-- Extracted material --
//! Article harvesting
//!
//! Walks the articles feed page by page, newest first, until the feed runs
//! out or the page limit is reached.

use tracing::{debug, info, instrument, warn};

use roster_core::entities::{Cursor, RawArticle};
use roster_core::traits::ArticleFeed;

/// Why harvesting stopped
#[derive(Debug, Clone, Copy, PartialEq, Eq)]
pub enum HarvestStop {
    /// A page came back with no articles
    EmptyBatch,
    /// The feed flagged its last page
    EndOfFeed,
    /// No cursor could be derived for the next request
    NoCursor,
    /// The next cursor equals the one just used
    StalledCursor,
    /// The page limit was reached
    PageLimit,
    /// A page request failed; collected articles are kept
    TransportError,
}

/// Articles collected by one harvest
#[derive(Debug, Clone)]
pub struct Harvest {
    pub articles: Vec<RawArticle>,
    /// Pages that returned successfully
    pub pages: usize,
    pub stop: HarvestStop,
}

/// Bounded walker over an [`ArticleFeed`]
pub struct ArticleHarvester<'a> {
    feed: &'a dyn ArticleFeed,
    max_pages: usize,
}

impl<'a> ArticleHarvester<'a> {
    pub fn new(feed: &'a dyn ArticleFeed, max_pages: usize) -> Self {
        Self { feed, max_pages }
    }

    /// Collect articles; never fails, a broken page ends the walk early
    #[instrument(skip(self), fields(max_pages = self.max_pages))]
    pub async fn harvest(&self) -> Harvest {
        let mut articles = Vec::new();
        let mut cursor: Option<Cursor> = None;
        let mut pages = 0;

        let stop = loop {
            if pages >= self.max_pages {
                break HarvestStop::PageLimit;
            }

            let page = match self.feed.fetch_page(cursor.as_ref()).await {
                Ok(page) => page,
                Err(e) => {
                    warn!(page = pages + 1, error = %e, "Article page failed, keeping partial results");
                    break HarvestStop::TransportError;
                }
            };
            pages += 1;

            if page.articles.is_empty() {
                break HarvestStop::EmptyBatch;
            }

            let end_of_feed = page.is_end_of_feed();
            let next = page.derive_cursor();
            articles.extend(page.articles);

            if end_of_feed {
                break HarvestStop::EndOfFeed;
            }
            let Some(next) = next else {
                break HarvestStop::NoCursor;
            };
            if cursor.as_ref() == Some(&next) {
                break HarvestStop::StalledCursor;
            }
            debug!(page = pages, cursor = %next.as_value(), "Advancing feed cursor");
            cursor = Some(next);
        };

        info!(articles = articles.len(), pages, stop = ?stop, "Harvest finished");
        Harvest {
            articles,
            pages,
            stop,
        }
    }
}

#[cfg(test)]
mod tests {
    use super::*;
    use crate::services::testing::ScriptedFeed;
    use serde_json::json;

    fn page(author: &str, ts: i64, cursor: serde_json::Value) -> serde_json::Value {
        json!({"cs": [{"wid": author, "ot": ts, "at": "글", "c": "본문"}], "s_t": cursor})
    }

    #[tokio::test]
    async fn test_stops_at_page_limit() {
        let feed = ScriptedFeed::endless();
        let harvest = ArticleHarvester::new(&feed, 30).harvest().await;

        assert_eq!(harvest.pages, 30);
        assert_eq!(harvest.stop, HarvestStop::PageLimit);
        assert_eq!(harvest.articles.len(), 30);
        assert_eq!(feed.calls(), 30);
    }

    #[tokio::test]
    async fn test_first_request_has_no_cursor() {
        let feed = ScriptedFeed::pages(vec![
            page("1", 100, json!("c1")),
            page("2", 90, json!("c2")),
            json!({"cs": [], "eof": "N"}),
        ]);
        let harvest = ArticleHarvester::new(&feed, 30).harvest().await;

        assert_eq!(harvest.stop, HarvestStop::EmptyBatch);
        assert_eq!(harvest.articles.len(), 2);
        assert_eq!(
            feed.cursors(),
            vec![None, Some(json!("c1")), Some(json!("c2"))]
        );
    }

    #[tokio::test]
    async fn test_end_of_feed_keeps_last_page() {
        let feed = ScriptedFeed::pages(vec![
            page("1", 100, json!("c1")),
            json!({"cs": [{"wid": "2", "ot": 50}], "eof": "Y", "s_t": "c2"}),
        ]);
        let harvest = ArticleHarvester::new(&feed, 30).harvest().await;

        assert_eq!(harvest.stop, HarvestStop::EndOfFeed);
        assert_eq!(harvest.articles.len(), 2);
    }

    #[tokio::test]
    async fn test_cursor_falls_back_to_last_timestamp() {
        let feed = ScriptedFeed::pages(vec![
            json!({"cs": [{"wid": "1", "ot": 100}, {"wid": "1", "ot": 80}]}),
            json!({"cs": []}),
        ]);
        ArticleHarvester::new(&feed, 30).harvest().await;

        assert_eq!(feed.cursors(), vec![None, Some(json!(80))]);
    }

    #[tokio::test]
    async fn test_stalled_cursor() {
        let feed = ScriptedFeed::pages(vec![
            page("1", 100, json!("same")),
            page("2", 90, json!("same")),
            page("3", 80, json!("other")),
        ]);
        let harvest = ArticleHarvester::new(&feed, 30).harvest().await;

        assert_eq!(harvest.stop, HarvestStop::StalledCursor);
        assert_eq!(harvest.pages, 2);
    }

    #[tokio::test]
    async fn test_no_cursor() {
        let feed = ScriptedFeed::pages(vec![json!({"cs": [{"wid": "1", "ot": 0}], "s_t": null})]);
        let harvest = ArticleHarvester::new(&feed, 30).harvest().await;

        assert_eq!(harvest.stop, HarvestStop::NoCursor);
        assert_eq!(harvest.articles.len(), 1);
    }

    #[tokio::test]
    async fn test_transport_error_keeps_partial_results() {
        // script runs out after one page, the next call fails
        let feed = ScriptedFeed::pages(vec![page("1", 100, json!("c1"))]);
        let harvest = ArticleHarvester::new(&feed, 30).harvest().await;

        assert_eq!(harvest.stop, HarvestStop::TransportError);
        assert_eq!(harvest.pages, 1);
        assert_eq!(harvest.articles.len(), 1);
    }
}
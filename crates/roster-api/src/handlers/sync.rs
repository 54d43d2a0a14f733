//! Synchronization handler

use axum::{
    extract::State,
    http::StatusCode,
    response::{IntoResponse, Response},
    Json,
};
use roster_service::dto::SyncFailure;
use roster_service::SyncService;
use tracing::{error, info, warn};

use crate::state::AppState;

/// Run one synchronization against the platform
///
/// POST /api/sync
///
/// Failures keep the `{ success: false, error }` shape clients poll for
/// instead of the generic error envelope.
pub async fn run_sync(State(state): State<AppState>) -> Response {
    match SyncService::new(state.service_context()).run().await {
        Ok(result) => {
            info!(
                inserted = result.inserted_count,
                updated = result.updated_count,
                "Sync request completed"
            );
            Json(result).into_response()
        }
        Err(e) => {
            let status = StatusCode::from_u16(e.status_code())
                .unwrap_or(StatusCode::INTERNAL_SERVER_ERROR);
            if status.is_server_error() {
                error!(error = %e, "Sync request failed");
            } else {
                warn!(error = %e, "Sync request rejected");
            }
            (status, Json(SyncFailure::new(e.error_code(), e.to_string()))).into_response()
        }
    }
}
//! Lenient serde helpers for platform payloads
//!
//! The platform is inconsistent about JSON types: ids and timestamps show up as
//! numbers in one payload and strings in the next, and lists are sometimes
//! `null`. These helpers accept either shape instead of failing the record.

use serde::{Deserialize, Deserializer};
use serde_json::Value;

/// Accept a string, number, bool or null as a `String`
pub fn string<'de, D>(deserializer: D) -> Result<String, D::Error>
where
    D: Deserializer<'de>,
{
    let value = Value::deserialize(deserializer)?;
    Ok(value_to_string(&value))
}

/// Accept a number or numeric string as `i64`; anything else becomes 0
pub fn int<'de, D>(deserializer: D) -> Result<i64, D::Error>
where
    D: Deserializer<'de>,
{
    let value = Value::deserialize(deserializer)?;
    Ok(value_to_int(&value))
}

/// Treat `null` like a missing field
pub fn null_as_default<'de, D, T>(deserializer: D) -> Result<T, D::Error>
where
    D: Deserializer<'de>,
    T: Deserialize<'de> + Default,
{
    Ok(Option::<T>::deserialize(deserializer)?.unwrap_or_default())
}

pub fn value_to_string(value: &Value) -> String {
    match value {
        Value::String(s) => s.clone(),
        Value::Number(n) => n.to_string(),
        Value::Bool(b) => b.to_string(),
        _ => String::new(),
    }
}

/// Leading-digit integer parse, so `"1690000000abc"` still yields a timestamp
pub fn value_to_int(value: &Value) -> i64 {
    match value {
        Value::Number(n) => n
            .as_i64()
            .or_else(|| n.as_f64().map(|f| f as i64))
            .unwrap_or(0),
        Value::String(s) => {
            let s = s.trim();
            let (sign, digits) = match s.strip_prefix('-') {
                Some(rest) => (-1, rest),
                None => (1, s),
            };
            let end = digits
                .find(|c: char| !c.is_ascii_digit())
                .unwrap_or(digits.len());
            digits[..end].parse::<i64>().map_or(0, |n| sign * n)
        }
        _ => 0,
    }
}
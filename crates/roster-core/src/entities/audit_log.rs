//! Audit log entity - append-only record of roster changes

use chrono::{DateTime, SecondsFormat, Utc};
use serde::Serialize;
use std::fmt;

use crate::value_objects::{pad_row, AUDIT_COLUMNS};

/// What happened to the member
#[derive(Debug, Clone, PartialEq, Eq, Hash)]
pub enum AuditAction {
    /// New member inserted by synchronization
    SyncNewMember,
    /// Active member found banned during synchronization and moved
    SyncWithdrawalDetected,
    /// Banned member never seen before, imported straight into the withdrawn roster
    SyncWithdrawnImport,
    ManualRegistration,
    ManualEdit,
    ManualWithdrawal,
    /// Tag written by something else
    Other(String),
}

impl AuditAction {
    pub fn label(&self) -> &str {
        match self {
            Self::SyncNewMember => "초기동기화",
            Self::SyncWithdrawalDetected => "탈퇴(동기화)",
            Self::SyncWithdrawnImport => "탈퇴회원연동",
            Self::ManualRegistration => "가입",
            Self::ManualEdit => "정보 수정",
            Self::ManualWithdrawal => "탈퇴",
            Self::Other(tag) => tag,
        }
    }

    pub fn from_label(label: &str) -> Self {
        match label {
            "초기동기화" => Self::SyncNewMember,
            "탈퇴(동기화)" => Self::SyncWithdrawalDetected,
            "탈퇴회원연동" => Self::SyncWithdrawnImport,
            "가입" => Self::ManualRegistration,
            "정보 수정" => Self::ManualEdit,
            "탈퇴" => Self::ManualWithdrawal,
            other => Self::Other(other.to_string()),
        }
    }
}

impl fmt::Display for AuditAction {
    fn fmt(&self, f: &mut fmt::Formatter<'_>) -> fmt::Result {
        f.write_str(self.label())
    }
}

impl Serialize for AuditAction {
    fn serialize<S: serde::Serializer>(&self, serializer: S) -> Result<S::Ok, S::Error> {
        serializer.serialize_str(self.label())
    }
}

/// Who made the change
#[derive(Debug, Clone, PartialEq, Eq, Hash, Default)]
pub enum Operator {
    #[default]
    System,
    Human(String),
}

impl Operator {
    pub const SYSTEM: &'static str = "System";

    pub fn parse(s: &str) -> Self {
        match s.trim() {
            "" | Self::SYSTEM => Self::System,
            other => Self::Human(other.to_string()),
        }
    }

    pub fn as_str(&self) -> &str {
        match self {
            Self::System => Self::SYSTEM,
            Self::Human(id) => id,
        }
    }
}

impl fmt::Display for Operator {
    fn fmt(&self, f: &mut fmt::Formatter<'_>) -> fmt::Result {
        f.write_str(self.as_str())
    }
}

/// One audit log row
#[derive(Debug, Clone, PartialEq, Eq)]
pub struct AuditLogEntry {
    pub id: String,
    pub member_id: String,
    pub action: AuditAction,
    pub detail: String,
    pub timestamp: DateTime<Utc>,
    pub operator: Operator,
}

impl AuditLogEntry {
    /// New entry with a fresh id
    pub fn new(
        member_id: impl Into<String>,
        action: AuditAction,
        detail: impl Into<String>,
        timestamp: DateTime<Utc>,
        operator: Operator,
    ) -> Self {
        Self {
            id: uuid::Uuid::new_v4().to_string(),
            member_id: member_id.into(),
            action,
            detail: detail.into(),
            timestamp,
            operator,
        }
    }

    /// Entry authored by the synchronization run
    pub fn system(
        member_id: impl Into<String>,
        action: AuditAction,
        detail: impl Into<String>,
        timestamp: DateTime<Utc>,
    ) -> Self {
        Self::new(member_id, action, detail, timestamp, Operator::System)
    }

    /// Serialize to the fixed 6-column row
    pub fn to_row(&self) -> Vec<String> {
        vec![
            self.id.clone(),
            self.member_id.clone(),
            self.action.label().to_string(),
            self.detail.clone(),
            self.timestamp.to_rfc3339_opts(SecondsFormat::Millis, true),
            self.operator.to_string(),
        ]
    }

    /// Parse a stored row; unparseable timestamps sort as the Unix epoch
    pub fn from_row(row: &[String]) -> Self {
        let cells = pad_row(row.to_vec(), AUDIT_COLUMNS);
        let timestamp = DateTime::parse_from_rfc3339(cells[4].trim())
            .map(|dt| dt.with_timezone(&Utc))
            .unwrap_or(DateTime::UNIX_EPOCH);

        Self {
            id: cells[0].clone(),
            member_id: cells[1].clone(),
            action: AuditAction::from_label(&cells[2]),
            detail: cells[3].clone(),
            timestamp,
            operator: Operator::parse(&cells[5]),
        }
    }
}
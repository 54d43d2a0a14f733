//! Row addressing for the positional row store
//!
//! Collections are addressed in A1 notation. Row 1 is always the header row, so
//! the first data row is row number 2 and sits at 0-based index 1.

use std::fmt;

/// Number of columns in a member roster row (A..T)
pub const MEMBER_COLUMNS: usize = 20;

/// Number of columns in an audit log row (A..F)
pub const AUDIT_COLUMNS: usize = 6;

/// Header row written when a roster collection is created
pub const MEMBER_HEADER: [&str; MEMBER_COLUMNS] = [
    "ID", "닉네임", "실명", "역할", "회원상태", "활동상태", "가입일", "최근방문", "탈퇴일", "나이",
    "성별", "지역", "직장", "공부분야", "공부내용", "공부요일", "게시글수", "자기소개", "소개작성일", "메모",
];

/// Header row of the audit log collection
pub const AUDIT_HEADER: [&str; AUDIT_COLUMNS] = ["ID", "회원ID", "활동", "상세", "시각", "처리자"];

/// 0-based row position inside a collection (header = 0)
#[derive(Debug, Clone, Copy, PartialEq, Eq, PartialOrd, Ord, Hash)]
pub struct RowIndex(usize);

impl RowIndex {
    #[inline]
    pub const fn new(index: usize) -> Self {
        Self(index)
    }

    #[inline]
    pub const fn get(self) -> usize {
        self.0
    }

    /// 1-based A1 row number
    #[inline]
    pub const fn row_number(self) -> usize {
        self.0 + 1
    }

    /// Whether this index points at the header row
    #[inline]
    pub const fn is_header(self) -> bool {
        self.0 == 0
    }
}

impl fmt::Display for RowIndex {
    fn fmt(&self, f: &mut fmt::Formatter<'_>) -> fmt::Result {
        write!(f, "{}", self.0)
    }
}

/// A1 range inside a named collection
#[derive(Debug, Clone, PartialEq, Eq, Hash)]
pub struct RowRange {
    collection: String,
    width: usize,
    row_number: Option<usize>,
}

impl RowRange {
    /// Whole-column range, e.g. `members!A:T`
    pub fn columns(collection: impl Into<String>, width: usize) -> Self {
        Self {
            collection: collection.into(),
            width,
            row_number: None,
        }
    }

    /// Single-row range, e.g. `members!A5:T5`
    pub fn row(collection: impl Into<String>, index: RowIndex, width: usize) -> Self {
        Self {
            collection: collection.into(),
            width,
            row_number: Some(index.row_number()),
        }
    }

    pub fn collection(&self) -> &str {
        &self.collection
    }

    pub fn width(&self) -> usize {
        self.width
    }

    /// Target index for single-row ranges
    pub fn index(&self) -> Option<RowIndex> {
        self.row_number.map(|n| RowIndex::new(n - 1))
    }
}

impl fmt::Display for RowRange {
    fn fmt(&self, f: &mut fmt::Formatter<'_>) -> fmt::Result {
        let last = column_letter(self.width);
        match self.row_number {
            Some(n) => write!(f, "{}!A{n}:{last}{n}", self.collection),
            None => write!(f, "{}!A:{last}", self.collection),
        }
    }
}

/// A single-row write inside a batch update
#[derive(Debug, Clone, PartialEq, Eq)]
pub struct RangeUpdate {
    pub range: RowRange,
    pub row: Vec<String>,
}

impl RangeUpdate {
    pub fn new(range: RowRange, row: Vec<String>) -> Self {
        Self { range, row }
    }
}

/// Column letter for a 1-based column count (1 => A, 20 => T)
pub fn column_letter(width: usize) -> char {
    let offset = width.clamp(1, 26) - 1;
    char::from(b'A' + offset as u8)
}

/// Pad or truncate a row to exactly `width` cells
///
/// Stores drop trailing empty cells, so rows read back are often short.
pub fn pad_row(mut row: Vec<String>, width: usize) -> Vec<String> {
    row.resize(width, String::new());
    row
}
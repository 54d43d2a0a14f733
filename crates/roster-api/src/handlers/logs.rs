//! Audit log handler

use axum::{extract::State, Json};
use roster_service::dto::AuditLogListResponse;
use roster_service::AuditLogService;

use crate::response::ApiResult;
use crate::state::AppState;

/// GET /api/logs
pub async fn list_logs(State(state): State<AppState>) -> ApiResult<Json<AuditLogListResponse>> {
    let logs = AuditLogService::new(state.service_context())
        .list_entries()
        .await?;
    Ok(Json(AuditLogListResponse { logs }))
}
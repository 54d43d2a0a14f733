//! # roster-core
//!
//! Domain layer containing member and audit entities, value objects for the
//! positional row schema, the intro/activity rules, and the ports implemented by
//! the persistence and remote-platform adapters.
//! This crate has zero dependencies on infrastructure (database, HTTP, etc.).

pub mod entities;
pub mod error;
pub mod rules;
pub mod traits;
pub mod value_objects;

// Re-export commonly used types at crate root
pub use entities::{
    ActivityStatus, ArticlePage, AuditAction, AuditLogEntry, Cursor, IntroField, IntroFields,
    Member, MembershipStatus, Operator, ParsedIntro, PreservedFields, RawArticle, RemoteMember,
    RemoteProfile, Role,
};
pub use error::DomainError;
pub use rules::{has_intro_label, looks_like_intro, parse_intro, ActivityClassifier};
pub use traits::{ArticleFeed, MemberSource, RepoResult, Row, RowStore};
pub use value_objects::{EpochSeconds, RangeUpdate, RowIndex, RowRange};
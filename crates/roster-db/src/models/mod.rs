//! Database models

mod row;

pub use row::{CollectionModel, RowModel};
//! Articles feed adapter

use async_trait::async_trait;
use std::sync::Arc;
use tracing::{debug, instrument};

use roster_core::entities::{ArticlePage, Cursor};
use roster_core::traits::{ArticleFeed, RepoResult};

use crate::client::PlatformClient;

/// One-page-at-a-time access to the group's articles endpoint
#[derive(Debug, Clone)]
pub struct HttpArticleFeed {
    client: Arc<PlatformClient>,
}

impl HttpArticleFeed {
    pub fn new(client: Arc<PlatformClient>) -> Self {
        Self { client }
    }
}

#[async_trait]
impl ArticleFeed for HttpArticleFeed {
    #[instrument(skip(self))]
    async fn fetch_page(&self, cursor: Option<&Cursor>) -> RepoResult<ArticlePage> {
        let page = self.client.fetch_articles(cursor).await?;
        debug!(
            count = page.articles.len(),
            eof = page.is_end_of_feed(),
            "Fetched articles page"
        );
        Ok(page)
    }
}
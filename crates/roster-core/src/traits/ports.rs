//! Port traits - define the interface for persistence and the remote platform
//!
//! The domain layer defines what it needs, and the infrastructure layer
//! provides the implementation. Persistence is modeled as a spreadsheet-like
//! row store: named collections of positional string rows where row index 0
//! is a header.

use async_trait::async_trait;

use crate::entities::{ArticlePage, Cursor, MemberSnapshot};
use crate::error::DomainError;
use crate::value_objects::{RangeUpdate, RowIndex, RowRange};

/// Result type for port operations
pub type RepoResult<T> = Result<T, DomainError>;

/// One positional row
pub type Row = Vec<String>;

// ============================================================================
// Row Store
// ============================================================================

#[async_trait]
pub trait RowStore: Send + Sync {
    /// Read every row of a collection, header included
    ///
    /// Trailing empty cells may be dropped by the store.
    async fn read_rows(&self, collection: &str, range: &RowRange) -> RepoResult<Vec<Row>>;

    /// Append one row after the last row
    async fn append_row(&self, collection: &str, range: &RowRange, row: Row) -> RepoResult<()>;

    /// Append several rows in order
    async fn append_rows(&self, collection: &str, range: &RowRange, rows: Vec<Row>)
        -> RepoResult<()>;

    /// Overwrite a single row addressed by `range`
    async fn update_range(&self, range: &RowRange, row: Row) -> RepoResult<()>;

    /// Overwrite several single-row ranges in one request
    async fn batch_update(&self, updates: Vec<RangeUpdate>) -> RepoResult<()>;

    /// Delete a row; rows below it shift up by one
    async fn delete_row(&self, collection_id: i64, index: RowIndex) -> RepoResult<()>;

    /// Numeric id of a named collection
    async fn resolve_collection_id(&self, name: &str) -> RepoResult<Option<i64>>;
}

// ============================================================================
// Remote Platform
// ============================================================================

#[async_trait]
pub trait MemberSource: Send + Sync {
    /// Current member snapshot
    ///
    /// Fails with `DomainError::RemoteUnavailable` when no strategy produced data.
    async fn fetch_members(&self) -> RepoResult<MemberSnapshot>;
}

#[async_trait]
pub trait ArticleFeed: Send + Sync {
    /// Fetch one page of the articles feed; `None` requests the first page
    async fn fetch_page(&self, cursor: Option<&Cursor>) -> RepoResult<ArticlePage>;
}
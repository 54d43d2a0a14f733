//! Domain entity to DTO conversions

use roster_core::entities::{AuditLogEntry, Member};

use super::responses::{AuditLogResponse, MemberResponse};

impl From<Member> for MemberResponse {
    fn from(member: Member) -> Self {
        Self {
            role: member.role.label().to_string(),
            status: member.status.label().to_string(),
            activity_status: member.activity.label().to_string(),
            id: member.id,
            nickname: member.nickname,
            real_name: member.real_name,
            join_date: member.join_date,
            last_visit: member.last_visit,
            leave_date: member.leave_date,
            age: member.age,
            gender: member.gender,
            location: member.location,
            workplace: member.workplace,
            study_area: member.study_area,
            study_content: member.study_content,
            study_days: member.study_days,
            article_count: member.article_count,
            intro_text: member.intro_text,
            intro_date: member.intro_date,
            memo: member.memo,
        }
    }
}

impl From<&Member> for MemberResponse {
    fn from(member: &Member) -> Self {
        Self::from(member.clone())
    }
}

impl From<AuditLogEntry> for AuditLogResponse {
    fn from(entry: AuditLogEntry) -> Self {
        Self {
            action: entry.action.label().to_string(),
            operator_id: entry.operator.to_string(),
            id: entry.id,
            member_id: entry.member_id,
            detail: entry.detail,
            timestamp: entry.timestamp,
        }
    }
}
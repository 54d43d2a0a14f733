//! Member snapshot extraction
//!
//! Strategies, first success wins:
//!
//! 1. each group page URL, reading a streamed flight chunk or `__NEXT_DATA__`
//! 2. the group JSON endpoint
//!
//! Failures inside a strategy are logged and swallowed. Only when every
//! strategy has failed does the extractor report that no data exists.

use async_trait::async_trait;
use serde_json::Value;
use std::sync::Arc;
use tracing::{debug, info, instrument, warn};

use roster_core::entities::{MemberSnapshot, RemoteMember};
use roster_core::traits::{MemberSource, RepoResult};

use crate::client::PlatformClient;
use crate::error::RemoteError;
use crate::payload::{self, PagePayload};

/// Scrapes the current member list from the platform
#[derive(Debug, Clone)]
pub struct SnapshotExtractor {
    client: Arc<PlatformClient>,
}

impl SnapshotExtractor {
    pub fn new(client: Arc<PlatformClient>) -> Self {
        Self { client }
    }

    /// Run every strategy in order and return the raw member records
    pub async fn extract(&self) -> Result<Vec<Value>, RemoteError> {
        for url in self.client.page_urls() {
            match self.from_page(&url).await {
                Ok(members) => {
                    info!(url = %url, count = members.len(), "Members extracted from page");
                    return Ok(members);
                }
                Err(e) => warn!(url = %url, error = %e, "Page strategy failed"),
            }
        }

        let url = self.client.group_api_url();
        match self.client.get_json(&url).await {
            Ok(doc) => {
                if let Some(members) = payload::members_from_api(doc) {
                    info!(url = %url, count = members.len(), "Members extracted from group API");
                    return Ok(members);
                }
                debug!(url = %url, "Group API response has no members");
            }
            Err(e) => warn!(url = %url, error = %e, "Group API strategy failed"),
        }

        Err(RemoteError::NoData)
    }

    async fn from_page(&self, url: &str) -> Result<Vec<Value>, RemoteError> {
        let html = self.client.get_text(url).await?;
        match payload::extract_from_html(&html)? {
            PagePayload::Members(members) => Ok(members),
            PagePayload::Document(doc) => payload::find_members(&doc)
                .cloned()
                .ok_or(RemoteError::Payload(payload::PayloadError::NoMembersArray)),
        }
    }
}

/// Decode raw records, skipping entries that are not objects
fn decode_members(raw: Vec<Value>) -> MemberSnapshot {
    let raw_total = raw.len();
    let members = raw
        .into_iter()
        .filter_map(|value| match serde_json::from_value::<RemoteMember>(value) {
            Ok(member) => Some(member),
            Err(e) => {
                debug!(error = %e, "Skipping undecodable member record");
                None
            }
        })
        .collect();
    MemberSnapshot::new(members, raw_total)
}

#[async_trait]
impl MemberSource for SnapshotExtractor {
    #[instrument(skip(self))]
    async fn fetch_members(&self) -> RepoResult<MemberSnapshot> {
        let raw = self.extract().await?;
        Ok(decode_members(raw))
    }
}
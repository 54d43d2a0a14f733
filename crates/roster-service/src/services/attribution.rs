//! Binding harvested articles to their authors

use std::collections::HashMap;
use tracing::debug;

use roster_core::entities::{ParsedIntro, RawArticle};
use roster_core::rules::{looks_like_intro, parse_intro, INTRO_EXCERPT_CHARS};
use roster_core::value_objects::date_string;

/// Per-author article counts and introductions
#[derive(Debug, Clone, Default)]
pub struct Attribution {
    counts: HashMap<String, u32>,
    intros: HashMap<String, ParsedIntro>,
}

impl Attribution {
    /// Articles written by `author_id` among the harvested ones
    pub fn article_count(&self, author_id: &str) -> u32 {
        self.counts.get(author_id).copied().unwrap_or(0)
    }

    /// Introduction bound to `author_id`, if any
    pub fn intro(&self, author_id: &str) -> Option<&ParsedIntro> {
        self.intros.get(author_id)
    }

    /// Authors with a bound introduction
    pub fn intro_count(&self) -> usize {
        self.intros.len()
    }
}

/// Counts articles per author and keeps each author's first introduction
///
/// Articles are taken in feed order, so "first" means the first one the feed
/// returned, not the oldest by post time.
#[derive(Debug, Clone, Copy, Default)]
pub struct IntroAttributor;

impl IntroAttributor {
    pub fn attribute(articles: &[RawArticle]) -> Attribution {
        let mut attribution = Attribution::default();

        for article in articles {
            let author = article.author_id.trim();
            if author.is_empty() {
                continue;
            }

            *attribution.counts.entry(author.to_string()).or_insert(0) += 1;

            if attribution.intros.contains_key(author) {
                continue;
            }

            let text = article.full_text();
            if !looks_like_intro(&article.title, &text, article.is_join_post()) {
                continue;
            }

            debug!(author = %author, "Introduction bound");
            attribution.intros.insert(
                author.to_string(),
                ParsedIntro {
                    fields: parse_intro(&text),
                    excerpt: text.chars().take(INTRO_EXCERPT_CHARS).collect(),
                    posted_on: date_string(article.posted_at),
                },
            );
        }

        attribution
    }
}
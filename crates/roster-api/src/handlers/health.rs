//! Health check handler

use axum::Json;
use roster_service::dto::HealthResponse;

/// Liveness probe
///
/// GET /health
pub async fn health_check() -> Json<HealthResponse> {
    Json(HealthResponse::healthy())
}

-- Work instruction --
Referring to the material above, set down exactly the lines between the line with "objects for the" and the line with "pub mod value_objects;", inclusive, and no other lines.

-- Response below --
//! Domain layer containing member and audit entities, value objects for the
//! positional row schema, the intro/activity rules, and the ports implemented by
//! the persistence and remote-platform adapters.
//! This crate has zero dependencies on infrastructure (database, HTTP, etc.).

pub mod entities;
pub mod error;
pub mod rules;
pub mod traits;
pub mod value_objects;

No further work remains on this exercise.